The consequences of not doing so will be dire for the financial sector in particular and for business in general and will undermine the investor confidence that SA desperately requires if it is to improve its growth rate. Business, especially the banking sector, is rightly concerned.

A finger can be pointed at the National Treasury for dragging its feet in bringing legislative amendments to parliament arising from reports by the Financial Action Task Force (FATF), which have identified weaknesses in SA’s regime for combating money laundering and terrorism financing. Even the Treasury concedes that it has been tardy in doing so. The latest FATF report was completed in October 2021 and SA must address all the deficiencies identified by this October, failing which SA could be greylisted when the FATF meets again in February next year.

Greylisting will have dire consequences for the country, entailing huge reputational risk and damage to the financial system. International trade and investment links could be cut off because governments, financial institutions and businesses in many countries are reluctant to do business with countries considered to have weak regimes. The cost of business will rise and entry to new markets will become more difficult.

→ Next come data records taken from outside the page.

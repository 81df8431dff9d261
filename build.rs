//! Build script to embed commit hash and build date at compile time.

use std::env;
use std::fs;
use std::path::Path;
use std::process::Command;

fn main() {
    // Get commit from env var (CI) or git command (local dev)
    let commit = env::var("BUILD_COMMIT").unwrap_or_else(|_| {
        Command::new("git")
            .args(["rev-parse", "--short=7", "HEAD"])
            .output()
            .ok()
            .and_then(|o| String::from_utf8(o.stdout).ok())
            .map(|s| s.trim().to_string())
            .unwrap_or_else(|| "unknown".to_string())
    });

    // Get date from env var (CI) or current date (local dev)
    let date = env::var("BUILD_DATE").unwrap_or_else(|_| {
        chrono::Utc::now().format("%Y-%m-%d").to_string()
    });

    // Write to OUT_DIR for inclusion
    let out_dir = env::var("OUT_DIR").expect("cargo sets OUT_DIR for build scripts");
    let dest_path = Path::new(&out_dir).join("build_info.rs");

    fs::write(
        &dest_path,
        format!(
            r#"pub const BUILD_COMMIT: &str = "{}";
pub const BUILD_DATE: &str = "{}";"#,
            commit, date
        ),
    )
    .expect("failed to write build_info.rs");

    // Rerun if git HEAD changes
    println!("cargo:rerun-if-changed=.git/HEAD");
    println!("cargo:rerun-if-env-changed=BUILD_COMMIT");
    println!("cargo:rerun-if-env-changed=BUILD_DATE");
}
use arcade::core::constants::FRAME_POLL_MS;
use arcade::games::{self, ActiveGame, MenuAction, MenuState, ScoreStore};
use arcade::input::{handle_game_input, map_menu_key, InputResult};
use arcade::ui::{self, View};
use arcade::utils::{build_info, logging, persistence};
use crossterm::event::{self, Event, KeyEventKind};
use crossterm::terminal::{
    disable_raw_mode, enable_raw_mode, EnterAlternateScreen, LeaveAlternateScreen,
};
use crossterm::ExecutableCommand;
use ratatui::{backend::CrosstermBackend, Terminal};
use std::io;
use std::time::{Duration, Instant};

enum Screen {
    Menu,
    Game(ActiveGame),
}

fn main() -> io::Result<()> {
    let args: Vec<String> = std::env::args().collect();

    if args.len() > 1 {
        match args[1].as_str() {
            "--version" | "-v" => {
                println!("{}", build_info::version_line());
                std::process::exit(0);
            }
            "--help" | "-h" => {
                println!("Arcade - Terminal Mini-Games\n");
                println!("Usage: arcade [option]\n");
                println!("Options:");
                println!("  --version  Show version information");
                println!("  --help     Show this help message\n");
                println!("Environment:");
                println!("  ARCADE_HOME  Save directory (default ~/.arcade)");
                println!("  ARCADE_LOG   Log filter for arcade.log (default info)");
                std::process::exit(0);
            }
            other => {
                eprintln!("Unknown option: {}", other);
                eprintln!("Run 'arcade --help' for usage.");
                std::process::exit(1);
            }
        }
    }

    let data_dir = persistence::arcade_dir()?;
    if let Err(e) = logging::init(&data_dir) {
        eprintln!("Warning: logging disabled: {}", e);
    }
    tracing::info!(version = %build_info::version_line(), "arcade starting");
    let store = ScoreStore::at(&data_dir);

    enable_raw_mode()?;
    let mut stdout = io::stdout();
    stdout.execute(EnterAlternateScreen)?;
    let backend = CrosstermBackend::new(stdout);
    let mut terminal = Terminal::new(backend)?;

    let result = run(&mut terminal, &store);

    disable_raw_mode()?;
    terminal.backend_mut().execute(LeaveAlternateScreen)?;
    terminal.show_cursor()?;

    tracing::info!("arcade exiting");
    result
}

fn run(terminal: &mut Terminal<CrosstermBackend<io::Stdout>>, store: &ScoreStore) -> io::Result<()> {
    let mut rng = rand::thread_rng();
    let mut menu = MenuState::default();
    let mut screen = Screen::Menu;
    let mut notice: Option<String> = None;
    let mut last_frame = Instant::now();

    loop {
        let now = Instant::now();
        let dt_ms = now.duration_since(last_frame).as_millis() as u64;
        last_frame = now;

        if let Screen::Game(game) = &mut screen {
            tick_game(game, dt_ms, &mut rng, store);
        }

        terminal.draw(|frame| {
            let view = match &screen {
                Screen::Menu => View::Menu(&menu),
                Screen::Game(game) => View::Game {
                    game,
                    notice: notice.as_deref(),
                },
            };
            ui::draw(frame, view);
        })?;

        if !event::poll(Duration::from_millis(FRAME_POLL_MS))? {
            continue;
        }
        let Event::Key(key) = event::read()? else {
            continue;
        };
        if key.kind != KeyEventKind::Press {
            continue;
        }

        match &mut screen {
            Screen::Menu => match games::process_input(&mut menu, map_menu_key(key)) {
                MenuAction::Start(game_type, mode) => {
                    notice = None;
                    screen = Screen::Game(games::start_game(game_type, mode, store));
                }
                MenuAction::Quit => return Ok(()),
                MenuAction::None => {}
            },
            Screen::Game(game) => match handle_game_input(key, game, store) {
                InputResult::Continue => notice = None,
                InputResult::Notice(message) => notice = Some(message),
                InputResult::BackToMenu => screen = Screen::Menu,
            },
        }
    }
}

/// Advance the active game and persist runner scores when a run ends.
fn tick_game<R: rand::Rng>(game: &mut ActiveGame, dt_ms: u64, rng: &mut R, store: &ScoreStore) {
    match game {
        ActiveGame::Board(engine) => {
            engine.tick(dt_ms, rng);
        }
        ActiveGame::Runner(runner_game) => {
            let events = runner_game.tick(dt_ms, rng);
            let finished = events
                .iter()
                .any(|e| matches!(e, games::runner::RunnerEvent::GameOver(_)));
            if finished {
                if let Err(e) = store.save(runner_game.skin, &runner_game.scores) {
                    tracing::warn!(error = %e, "failed to save scores");
                }
            }
        }
    }
}
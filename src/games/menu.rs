//! Arcade menu: pick a game and, for board games, who plays the second side.

use super::board::PlayMode;
use super::GameType;

/// Input actions for the arcade menu (UI-agnostic).
#[derive(Debug, Clone, Copy, PartialEq, Eq)]
pub enum MenuInput {
    Up,
    Down,
    Select,     // Enter - start the highlighted game
    ToggleMode, // M - human or computer opponent
    Quit,       // Q/Esc
    Other,
}

/// What the shell should do after a menu input.
#[derive(Debug, Clone, Copy, PartialEq, Eq)]
pub enum MenuAction {
    None,
    Start(GameType, PlayMode),
    Quit,
}

#[derive(Debug, Clone)]
pub struct MenuState {
    pub selected: usize,
    pub mode: PlayMode,
}

impl Default for MenuState {
    fn default() -> Self {
        Self {
            selected: 0,
            mode: PlayMode::HumanVsComputer,
        }
    }
}

impl MenuState {
    pub fn selected_game(&self) -> GameType {
        GameType::ALL
            .get(self.selected)
            .copied()
            .unwrap_or(GameType::TicTacToe)
    }

    pub fn navigate_up(&mut self) {
        self.selected = self.selected.saturating_sub(1);
    }

    pub fn navigate_down(&mut self) {
        if self.selected + 1 < GameType::ALL.len() {
            self.selected += 1;
        }
    }
}

/// Process a menu input.
pub fn process_input(menu: &mut MenuState, input: MenuInput) -> MenuAction {
    match input {
        MenuInput::Up => menu.navigate_up(),
        MenuInput::Down => menu.navigate_down(),
        MenuInput::ToggleMode => menu.mode = menu.mode.toggled(),
        MenuInput::Select => return MenuAction::Start(menu.selected_game(), menu.mode),
        MenuInput::Quit => return MenuAction::Quit,
        MenuInput::Other => {}
    }
    MenuAction::None
}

SA banks would risk losing critical correspondent banking relationships with overseas banks, and regulators in the US, UK, EU, Japan and China could restrict their domestic banks from transacting with SA banks and impose penalties and fines where such restrictions are not complied with. The greylisting of Mauritius between February 2020 and October 2021 had grave consequences for that country.

SA has been on the FATF radar since an evaluation report in 2009, with various progress reports after this.

The Treasury began a consultation process on the proposed legislative amendments in March 2017 and these continued with the relevant economic sectors and supervisory bodies until 2019. The proposed amendments were published for comment for two months in June 2020 and amendments made where relevant on the basis of the comments received. Finance minister Enoch Godongwana approved their tabling in parliament at end-March 2022 and this happened on May 17.

So there has been plenty of time for the Treasury to act and there should not have been this last-minute rush to meet the deadline.

The proposed amendments to the schedules to the Financial Intelligence Centre (FIC) Act include extending the list of accountable institutions to include motor vehicle, Krugerrand and precious stones dealers; crypto asset services providers; high-value goods dealers receiving payments of R100,000 or more; money or value transfer providers; and trust and company service providers involved in conducting transactions on behalf of their clients such as accountants, estate agents, lawyers and notaries. Credit providers other than banks would also be included.

Accountable institutions have to report suspicious transactions to the FIC and are required to identify and verify clients, retain client and transactional records and perform other customer due diligence requirements in terms of the FIC Act.

Despite the extensive consultations that have already taken place, parliament’s two finance committees have decided that parliament must hold its own public consultation process, which is just going to delay matters further. The National Assembly is in recess until mid-August, which adds to the time pressure.

Part of the reason for the view that parliament must hold its own public hearings was the report by the Treasury last week that 2,295 “non-material” comments were received on the proposed amendments via Dear South Africa. Of these 1,983 were opposed.

Dear South Africa is a platform that allows members of the public to express their views — sometimes on matters that do not affect them directly. These views should not act as a brake on what might be unpopular but necessary legislative amendments to comply with international standards.

That said, it is understandable that parliament wants to avoid a legal challenge on the grounds that it did not comply with the constitutional obligation of public participation. It has to do its utmost to pass the amendments before the October deadline. And the Treasury must move with greater speed in implementing the host of other recommendations made by the FATF, which go beyond the schedule amendments.